Doha-based artists Christto and Andrew forming their artistic union in 2012. In that time, they have worked across photography, mixed media and film,
The partnership is motivated by the desire to create “strong statements [that] challenge stereotypes” surrounding their new home in the Gulf region, and the lifestyle associated with Dubai culture.
They do this by producing “a stream of hyperrealism”, a sometimes conspicuous, garish use of portraiture, acerbic in its humour.
“Traditional ideas about photography have been continually stretched with the advent of new tools and methodsin the industry, including widespread uses of appropriation and performance, paving the way for radical changes in how we conceive of this art form. Christto & Andrew are part of this artistic movement bent on toppling long-held structures,” the gallery said in a statement.
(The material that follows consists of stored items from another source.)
use ndarray::{Array1, Array2};

/// Loss function trait for training the classifier
pub trait LossFunction {
    /// Compute the loss between raw predictions and targets
    fn compute_loss(&self, predictions: &Array2<f64>, targets: &Array2<f64>) -> f64;

    /// Compute the gradient of the loss with respect to predictions
    fn compute_gradient(&self, predictions: &Array2<f64>, targets: &Array2<f64>) -> Array2<f64>;
}

/// Cross-Entropy Loss with softmax applied to raw logits
pub struct CrossEntropyLoss;

impl LossFunction for CrossEntropyLoss {
    fn compute_loss(&self, predictions: &Array2<f64>, targets: &Array2<f64>) -> f64 {
        let softmax_preds = softmax(predictions);
        let epsilon = 1e-15;
        let log_preds = softmax_preds.map(|x| (x + epsilon).ln());
        -(targets * log_preds).sum() / (predictions.shape()[1] as f64)
    }

    fn compute_gradient(&self, predictions: &Array2<f64>, targets: &Array2<f64>) -> Array2<f64> {
        let softmax_preds = softmax(predictions);
        (softmax_preds - targets) / (predictions.shape()[1] as f64)
    }
}

/// Numerically stable softmax over each column
pub fn softmax(x: &Array2<f64>) -> Array2<f64> {
    let mut result = Array2::zeros(x.raw_dim());

    for (i, col) in x.axis_iter(ndarray::Axis(1)).enumerate() {
        let max_val = col.iter().cloned().fold(f64::NEG_INFINITY, f64::max);
        let exp_vals: Array1<f64> = col.map(|&val| (val - max_val).exp());
        let sum_exp = exp_vals.sum();

        for (j, &exp_val) in exp_vals.iter().enumerate() {
            result[[j, i]] = exp_val / sum_exp;
        }
    }

    result
}
use synthetic_control_lstm::dataset::{self, DatasetConfig, SequenceBatchIterator, SplitLabel};
use synthetic_control_lstm::model::SequenceClassifier;
use synthetic_control_lstm::normalize::SequenceNormalizer;
use synthetic_control_lstm::persistence::ModelPersistence;
use synthetic_control_lstm::trainer::{create_adam_trainer, TrainingConfig};

/// End-to-end run on the UCI synthetic control chart dataset:
/// prepare the files, fit the normalizer on the training split, train an
/// LSTM classifier, evaluate on the held-out split, and save the model.
///
/// The dataset has 600 univariate sequences of 60 steps in 6 balanced
/// classes (normal, cyclic, increasing/decreasing trend, upward/downward
/// shift), split 450/150.
fn main() -> Result<(), Box<dyn std::error::Error>> {
    env_logger::init();

    println!("=== Synthetic Control Sequence Classification ===\n");

    let num_classes = 6;
    let config = DatasetConfig::default();
    let layout = dataset::prepare(&config)?;

    let mut train_data =
        SequenceBatchIterator::from_layout(&layout, SplitLabel::Train, config.batch_size, num_classes)?;
    let mut test_data =
        SequenceBatchIterator::from_layout(&layout, SplitLabel::Test, config.batch_size, num_classes)?;

    println!(
        "Loaded {} training and {} test sequences\n",
        train_data.total_examples(),
        test_data.total_examples()
    );

    // Standardize with statistics from the training split only.
    println!("Fitting normalizer on the training split...");
    let normalizer = SequenceNormalizer::fit(&mut train_data)?;
    println!(
        "Normalizer: mean {:.4}, std {:.4}\n",
        normalizer.mean[0], normalizer.std[0]
    );
    train_data.set_preprocessor(normalizer.clone());
    test_data.set_preprocessor(normalizer.clone());

    // Network configuration
    let input_size = 1;
    let hidden_size = 10;

    println!(
        "Network: {} input -> {} hidden units -> {} classes\n",
        input_size, hidden_size, num_classes
    );

    let model = SequenceClassifier::new(input_size, hidden_size, num_classes);
    let mut trainer = create_adam_trainer(model, 0.005).with_config(TrainingConfig {
        epochs: 40,
        print_every: 5,
        clip_gradient: Some(5.0),
    });

    trainer.train(&mut train_data, Some(&mut test_data))?;

    // Final evaluation on the held-out split
    println!("\n=== Test Set Evaluation ===");
    let evaluation = trainer.evaluate_model(&mut test_data)?;
    println!("{}", evaluation);

    // Save the trained model together with its normalizer
    let final_loss = trainer.get_latest_metrics().map(|m| m.train_loss);
    let saved = ModelPersistence::create_saved_model(
        &trainer.model,
        Some(&normalizer),
        "synthetic_control_classifier".to_string(),
        trainer.get_metrics_history().len(),
        final_loss,
        Some(evaluation.accuracy()),
        Some("LSTM classifier for UCI synthetic control charts".to_string()),
    );
    ModelPersistence::save_to_json(&saved, "synthetic_control_classifier.json")?;
    println!("Model saved to synthetic_control_classifier.json");

    Ok(())
}
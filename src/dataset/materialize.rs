//! On-disk layout and the sequential write loop.

use std::fs;
use std::io;
use std::path::{Path, PathBuf};

use log::info;

use super::split::{SplitAssignment, SplitLabel};
use super::DatasetError;

/// The four output directories derived from a root. Pure path arithmetic;
/// nothing is touched on disk until [`DatasetLayout::ensure_directories`].
#[derive(Clone, Debug, PartialEq, Eq)]
pub struct DatasetLayout {
    pub root: PathBuf,
    pub train_features: PathBuf,
    pub train_labels: PathBuf,
    pub test_features: PathBuf,
    pub test_labels: PathBuf,
}

impl DatasetLayout {
    pub fn new<P: AsRef<Path>>(root: P) -> Self {
        let root = root.as_ref().to_path_buf();
        let train = root.join("train");
        let test = root.join("test");
        DatasetLayout {
            train_features: train.join("features"),
            train_labels: train.join("labels"),
            test_features: test.join("features"),
            test_labels: test.join("labels"),
            root,
        }
    }

    /// Create all four directories. Idempotent; runs once before the
    /// write loop.
    pub fn ensure_directories(&self) -> io::Result<()> {
        fs::create_dir_all(&self.train_features)?;
        fs::create_dir_all(&self.train_labels)?;
        fs::create_dir_all(&self.test_features)?;
        fs::create_dir_all(&self.test_labels)?;
        Ok(())
    }

    pub fn features_dir(&self, partition: SplitLabel) -> &Path {
        match partition {
            SplitLabel::Train => &self.train_features,
            SplitLabel::Test => &self.test_features,
        }
    }

    pub fn labels_dir(&self, partition: SplitLabel) -> &Path {
        match partition {
            SplitLabel::Train => &self.train_labels,
            SplitLabel::Test => &self.test_labels,
        }
    }

    pub fn feature_file(&self, partition: SplitLabel, index: usize) -> PathBuf {
        self.features_dir(partition).join(format!("{}.csv", index))
    }

    pub fn label_file(&self, partition: SplitLabel, index: usize) -> PathBuf {
        self.labels_dir(partition).join(format!("{}.csv", index))
    }
}

/// Write every assignment as a `<partition>/features/<index>.csv` and
/// `<partition>/labels/<index>.csv` pair. Writes are whole-content
/// overwrites; the first failure aborts the loop and is returned, leaving
/// whatever was already written in place.
pub fn write_dataset(
    layout: &DatasetLayout,
    assignments: &[SplitAssignment],
) -> Result<(), DatasetError> {
    layout.ensure_directories()?;

    let mut train_count = 0usize;
    let mut test_count = 0usize;
    for assignment in assignments {
        fs::write(
            layout.feature_file(assignment.partition, assignment.index),
            &assignment.record.content,
        )?;
        fs::write(
            layout.label_file(assignment.partition, assignment.index),
            assignment.record.label.to_string(),
        )?;
        match assignment.partition {
            SplitLabel::Train => train_count += 1,
            SplitLabel::Test => test_count += 1,
        }
    }

    info!(
        "materialized {} train and {} test sequence pairs under {}",
        train_count,
        test_count,
        layout.root.display()
    );
    Ok(())
}

#[cfg(test)]
mod tests {
    use super::*;
    use crate::dataset::records::LabeledSequence;
    use tempfile::tempdir;

    #[test]
    fn test_layout_paths() {
        let layout = DatasetLayout::new("uci");
        assert_eq!(layout.train_features, PathBuf::from("uci/train/features"));
        assert_eq!(layout.train_labels, PathBuf::from("uci/train/labels"));
        assert_eq!(layout.test_features, PathBuf::from("uci/test/features"));
        assert_eq!(layout.test_labels, PathBuf::from("uci/test/labels"));
        assert_eq!(
            layout.feature_file(SplitLabel::Test, 3),
            PathBuf::from("uci/test/features/3.csv")
        );
        assert_eq!(
            layout.label_file(SplitLabel::Train, 0),
            PathBuf::from("uci/train/labels/0.csv")
        );
    }

    #[test]
    fn test_ensure_directories_is_idempotent() {
        let dir = tempdir().unwrap();
        let layout = DatasetLayout::new(dir.path().join("uci"));
        layout.ensure_directories().unwrap();
        layout.ensure_directories().unwrap();
        assert!(layout.train_features.is_dir());
        assert!(layout.test_labels.is_dir());
    }

    #[test]
    fn test_write_dataset_contents() {
        let dir = tempdir().unwrap();
        let layout = DatasetLayout::new(dir.path().join("uci"));
        let assignments = vec![
            SplitAssignment {
                partition: SplitLabel::Train,
                index: 0,
                record: LabeledSequence {
                    content: "5.2\n5.3\n5.0\n".to_string(),
                    label: 0,
                },
            },
            SplitAssignment {
                partition: SplitLabel::Test,
                index: 0,
                record: LabeledSequence {
                    content: "1.0\n2.0\n".to_string(),
                    label: 2,
                },
            },
        ];

        write_dataset(&layout, &assignments).unwrap();

        let features = fs::read_to_string(layout.feature_file(SplitLabel::Train, 0)).unwrap();
        assert_eq!(features, "5.2\n5.3\n5.0\n");
        let label = fs::read_to_string(layout.label_file(SplitLabel::Test, 0)).unwrap();
        assert_eq!(label, "2");
    }

    #[test]
    fn test_write_dataset_overwrites() {
        let dir = tempdir().unwrap();
        let layout = DatasetLayout::new(dir.path().join("uci"));
        let mut assignment = SplitAssignment {
            partition: SplitLabel::Train,
            index: 0,
            record: LabeledSequence {
                content: "1.0\n".to_string(),
                label: 0,
            },
        };

        write_dataset(&layout, std::slice::from_ref(&assignment)).unwrap();
        assignment.record.content = "9.0\n".to_string();
        write_dataset(&layout, std::slice::from_ref(&assignment)).unwrap();

        let features = fs::read_to_string(layout.feature_file(SplitLabel::Train, 0)).unwrap();
        assert_eq!(features, "9.0\n");
    }
}
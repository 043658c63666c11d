//! Batched reader for numbered sequence-file pairs.
//!
//! This is the interface the training side consumes: a features directory
//! and a parallel labels directory of `<0..n-1>.csv` files, read in index
//! order as mini-batches, with reset-to-start support for repeated epochs.

use std::fs;
use std::path::{Path, PathBuf};

use ndarray::Array2;

use super::materialize::DatasetLayout;
use super::split::SplitLabel;
use super::DatasetError;
use crate::normalize::SequenceNormalizer;

/// One mini-batch of sequences with their targets.
#[derive(Clone, Debug)]
pub struct SequenceBatch {
    /// Per example: one `(features, 1)` array per timestep.
    pub sequences: Vec<Vec<Array2<f64>>>,
    /// Per example: a one-hot `(classes, 1)` target column.
    pub targets: Vec<Array2<f64>>,
    /// Per example: the raw class index.
    pub labels: Vec<usize>,
}

impl SequenceBatch {
    pub fn len(&self) -> usize {
        self.sequences.len()
    }

    pub fn is_empty(&self) -> bool {
        self.sequences.is_empty()
    }
}

/// Iterator over numbered feature/label CSV pairs.
///
/// Files are discovered at construction by scanning for `0.csv`, `1.csv`, …
/// until the first gap; a features/labels count mismatch is rejected up
/// front. An optional preprocessor is applied to every timestep as batches
/// are assembled.
#[derive(Debug)]
pub struct SequenceBatchIterator {
    features_dir: PathBuf,
    labels_dir: PathBuf,
    batch_size: usize,
    num_classes: usize,
    total: usize,
    cursor: usize,
    preprocessor: Option<SequenceNormalizer>,
}

impl SequenceBatchIterator {
    pub fn new<P: AsRef<Path>>(
        features_dir: P,
        labels_dir: P,
        batch_size: usize,
        num_classes: usize,
    ) -> Result<Self, DatasetError> {
        assert!(batch_size > 0, "batch size must be positive");
        assert!(num_classes > 0, "class count must be positive");

        let features_dir = features_dir.as_ref().to_path_buf();
        let labels_dir = labels_dir.as_ref().to_path_buf();

        let total = count_numbered_files(&features_dir);
        let label_total = count_numbered_files(&labels_dir);
        if total != label_total {
            return Err(DatasetError::Parse(format!(
                "found {} feature files but {} label files under {} / {}",
                total,
                label_total,
                features_dir.display(),
                labels_dir.display()
            )));
        }

        Ok(SequenceBatchIterator {
            features_dir,
            labels_dir,
            batch_size,
            num_classes,
            total,
            cursor: 0,
            preprocessor: None,
        })
    }

    /// Iterator over one partition of a materialized layout.
    pub fn from_layout(
        layout: &DatasetLayout,
        partition: SplitLabel,
        batch_size: usize,
        num_classes: usize,
    ) -> Result<Self, DatasetError> {
        SequenceBatchIterator::new(
            layout.features_dir(partition),
            layout.labels_dir(partition),
            batch_size,
            num_classes,
        )
    }

    /// Apply `normalizer` to every timestep of every batch from now on.
    pub fn set_preprocessor(&mut self, normalizer: SequenceNormalizer) {
        self.preprocessor = Some(normalizer);
    }

    pub fn total_examples(&self) -> usize {
        self.total
    }

    pub fn num_classes(&self) -> usize {
        self.num_classes
    }

    /// Rewind to the first example.
    pub fn reset(&mut self) {
        self.cursor = 0;
    }

    /// Read the next batch, or `None` once the partition is exhausted.
    /// The final batch may be smaller than the configured batch size.
    pub fn next_batch(&mut self) -> Result<Option<SequenceBatch>, DatasetError> {
        if self.cursor >= self.total {
            return Ok(None);
        }

        let end = (self.cursor + self.batch_size).min(self.total);
        let mut sequences = Vec::with_capacity(end - self.cursor);
        let mut targets = Vec::with_capacity(end - self.cursor);
        let mut labels = Vec::with_capacity(end - self.cursor);

        for index in self.cursor..end {
            sequences.push(self.read_sequence(index)?);
            let label = self.read_label(index)?;
            targets.push(self.one_hot(label, index)?);
            labels.push(label);
        }
        self.cursor = end;

        Ok(Some(SequenceBatch {
            sequences,
            targets,
            labels,
        }))
    }

    fn read_sequence(&self, index: usize) -> Result<Vec<Array2<f64>>, DatasetError> {
        let path = self.features_dir.join(format!("{}.csv", index));
        let text = fs::read_to_string(&path)?;

        let mut steps = Vec::new();
        for line in text.lines() {
            if line.trim().is_empty() {
                continue;
            }
            let values = line
                .split(',')
                .map(|token| token.trim().parse::<f64>())
                .collect::<Result<Vec<f64>, _>>()
                .map_err(|_| {
                    DatasetError::Parse(format!(
                        "non-numeric value in {}: {:?}",
                        path.display(),
                        line
                    ))
                })?;

            let mut step = Array2::from_shape_vec((values.len(), 1), values)
                .expect("column shape always matches token count");
            if let Some(normalizer) = &self.preprocessor {
                normalizer.apply(&mut step);
            }
            steps.push(step);
        }
        Ok(steps)
    }

    fn read_label(&self, index: usize) -> Result<usize, DatasetError> {
        let path = self.labels_dir.join(format!("{}.csv", index));
        let text = fs::read_to_string(&path)?;
        text.trim().parse::<usize>().map_err(|_| {
            DatasetError::Parse(format!(
                "label file {} does not hold an integer: {:?}",
                path.display(),
                text
            ))
        })
    }

    fn one_hot(&self, label: usize, index: usize) -> Result<Array2<f64>, DatasetError> {
        if label >= self.num_classes {
            return Err(DatasetError::Parse(format!(
                "label {} of example {} exceeds the configured class count {}",
                label, index, self.num_classes
            )));
        }
        let mut target = Array2::zeros((self.num_classes, 1));
        target[[label, 0]] = 1.0;
        Ok(target)
    }
}

/// Count contiguous `<i>.csv` files starting at 0.
fn count_numbered_files(dir: &Path) -> usize {
    let mut count = 0usize;
    while dir.join(format!("{}.csv", count)).is_file() {
        count += 1;
    }
    count
}

#[cfg(test)]
mod tests {
    use super::*;
    use std::fs;
    use tempfile::tempdir;

    fn write_pair(features: &Path, labels: &Path, index: usize, body: &str, label: usize) {
        fs::write(features.join(format!("{}.csv", index)), body).unwrap();
        fs::write(labels.join(format!("{}.csv", index)), label.to_string()).unwrap();
    }

    fn setup(n: usize) -> (tempfile::TempDir, PathBuf, PathBuf) {
        let dir = tempdir().unwrap();
        let features = dir.path().join("features");
        let labels = dir.path().join("labels");
        fs::create_dir_all(&features).unwrap();
        fs::create_dir_all(&labels).unwrap();
        for i in 0..n {
            write_pair(&features, &labels, i, &format!("{}.0\n{}.5\n", i, i), i % 3);
        }
        (dir, features, labels)
    }

    #[test]
    fn test_counts_numbered_files() {
        let (_dir, features, labels) = setup(5);
        let iter = SequenceBatchIterator::new(&features, &labels, 2, 3).unwrap();
        assert_eq!(iter.total_examples(), 5);
        assert_eq!(iter.num_classes(), 3);
    }

    #[test]
    fn test_batch_shapes_and_order() {
        let (_dir, features, labels) = setup(5);
        let mut iter = SequenceBatchIterator::new(&features, &labels, 2, 3).unwrap();

        let batch = iter.next_batch().unwrap().unwrap();
        assert_eq!(batch.len(), 2);
        assert_eq!(batch.sequences[0].len(), 2);
        assert_eq!(batch.sequences[0][0].shape(), &[1, 1]);
        assert_eq!(batch.sequences[0][0][[0, 0]], 0.0);
        assert_eq!(batch.sequences[1][0][[0, 0]], 1.0);
        assert_eq!(batch.labels, vec![0, 1]);

        // One-hot targets line up with labels.
        assert_eq!(batch.targets[1][[1, 0]], 1.0);
        assert_eq!(batch.targets[1][[0, 0]], 0.0);
    }

    #[test]
    fn test_final_batch_is_short() {
        let (_dir, features, labels) = setup(5);
        let mut iter = SequenceBatchIterator::new(&features, &labels, 2, 3).unwrap();
        let mut sizes = Vec::new();
        while let Some(batch) = iter.next_batch().unwrap() {
            sizes.push(batch.len());
        }
        assert_eq!(sizes, vec![2, 2, 1]);
    }

    #[test]
    fn test_reset_replays_from_start() {
        let (_dir, features, labels) = setup(4);
        let mut iter = SequenceBatchIterator::new(&features, &labels, 4, 3).unwrap();
        let first = iter.next_batch().unwrap().unwrap();
        assert!(iter.next_batch().unwrap().is_none());

        iter.reset();
        let replay = iter.next_batch().unwrap().unwrap();
        assert_eq!(first.labels, replay.labels);
        assert_eq!(first.sequences[2][1], replay.sequences[2][1]);
    }

    #[test]
    fn test_count_mismatch_rejected() {
        let (_dir, features, labels) = setup(3);
        fs::remove_file(labels.join("2.csv")).unwrap();
        let err = SequenceBatchIterator::new(&features, &labels, 2, 3).unwrap_err();
        assert!(matches!(err, DatasetError::Parse(_)));
    }

    #[test]
    fn test_non_numeric_feature_is_a_parse_error() {
        let (_dir, features, labels) = setup(2);
        fs::write(features.join("1.csv"), "1.0\nnot-a-number\n").unwrap();
        let mut iter = SequenceBatchIterator::new(&features, &labels, 4, 3).unwrap();
        let err = iter.next_batch().unwrap_err();
        assert!(matches!(err, DatasetError::Parse(_)));
    }

    #[test]
    fn test_out_of_range_label_rejected() {
        let (_dir, features, labels) = setup(2);
        fs::write(labels.join("1.csv"), "7").unwrap();
        let mut iter = SequenceBatchIterator::new(&features, &labels, 4, 3).unwrap();
        let err = iter.next_batch().unwrap_err();
        assert!(matches!(err, DatasetError::Parse(_)));
    }
}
The pair received international attention through their inclusion in Foam Magazine’s Talent Issue in 2014.
“Parataxic Distortion is a fantasy of what something should be, an expectation growing out of the emotional stress of living, resulting in the generating of stereotypes; a pigeonholing of individuals to gain quick and, often inaccurate, assessments causing distortions of reality,” the artists say of their work.
Christto Sanz, born in 1985, received a BA from the School of Fine Arts, Puerto Rico before completing his Master in Visual Communication & photography from Elisava, Spain. Andrew Weir, born 1987, holds a BBA from Universtitat Ramon Llull, Spain and an MA in Museum & Gallery Practice from University College London.
“As jigsaw puzzles piece together to a form a visual image, the sedimentation of symbols within Christto & Andrew’s photographs reveal the affects of history, politics, the economy and popular culture into the construction of contemporary society specifically found in the Gulf region. Using Qatar as an example, exaggerated colours, staged compositions and uncanny humour hightlight this constant development, and the malleable state of transformations into which its multitude of lifestyles are nurtured and interact,” Misha Michael writes.
“In the same way, scavenged objects are transformed into cement moulds and regular people into models through photography to subvert and further notions of value, commodification and occupation. As a result, each object and character within their photographs become symbolic refelections of these stratifications found in Qatari society.
“Christto and Andrew’s images, therefore, do not to critcise but rather hightlight two parallel dialogues-a local one and an expatriate one, which equally weave together this complex network of cultures and subcultures evident in most Gulf and MENA contexts.”